:: Information provided

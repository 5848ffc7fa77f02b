//! OpenCL-ускоренное умножение и транспонирование матриц с проверкой по эталону CPU

pub mod config;
pub mod device;
pub mod error;
pub mod matrix;
pub mod opencl;
pub mod orchestrator;
pub mod runner;
pub mod utils;

// Реэкспортируем макросы на уровень крейта
#[macro_use]
mod macros {
    /// Макрос для обработки ошибок OpenCL (коды возврата)
    ///
    /// `cl_check!(api, clFinish(queue))` вызывает функцию из загруженного
    /// API и превращает ненулевой код в [`crate::error::DeviceError::Api`].
    #[macro_export]
    macro_rules! cl_check {
        ($api:expr, $func:ident($($arg:expr),* $(,)?)) => {{
            // SAFETY: аргументы соответствуют сигнатуре функции из cl.h
            let code = unsafe { ($api.$func)($($arg),*) };
            if code != $crate::opencl::types::CL_SUCCESS {
                Err($crate::error::DeviceError::Api {
                    call: stringify!($func),
                    code,
                })
            } else {
                Ok(())
            }
        }};
    }

    /// Макрос для функций OpenCL, создающих объекты
    ///
    /// Последний аргумент `errcode_ret` добавляется сам; ненулевой код
    /// или нулевой дескриптор дают ошибку.
    #[macro_export]
    macro_rules! cl_create {
        ($api:expr, $func:ident($($arg:expr),* $(,)?)) => {{
            let mut errcode: $crate::opencl::types::cl_int = $crate::opencl::types::CL_SUCCESS;
            // SAFETY: аргументы соответствуют сигнатуре функции из cl.h
            let obj = unsafe { ($api.$func)($($arg,)* &mut errcode) };
            if errcode != $crate::opencl::types::CL_SUCCESS {
                Err($crate::error::DeviceError::Api {
                    call: stringify!($func),
                    code: errcode,
                })
            } else if obj.is_null() {
                Err($crate::error::DeviceError::NullHandle {
                    call: stringify!($func),
                })
            } else {
                Ok(obj)
            }
        }};
    }
}

// Реэкспорт основных типов для удобства
pub use config::{BackendKind, ElementKind, Operation, RunConfig};
pub use device::{Device, DeviceInfo, HostDevice};
pub use error::{ConfigError, DeviceError, MatrixError, TransferError};
pub use matrix::{Element, Matrix, MatrixType, VerificationReport};
pub use orchestrator::TransferOrchestrator;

::::

Task:
Look through the entries and copy every line in which the string "unsafe" appears.

Solved problem:
            let code = unsafe { ($api.$func)($($arg),*) };
            let obj = unsafe { ($api.$func)($($arg,)* &mut errcode) };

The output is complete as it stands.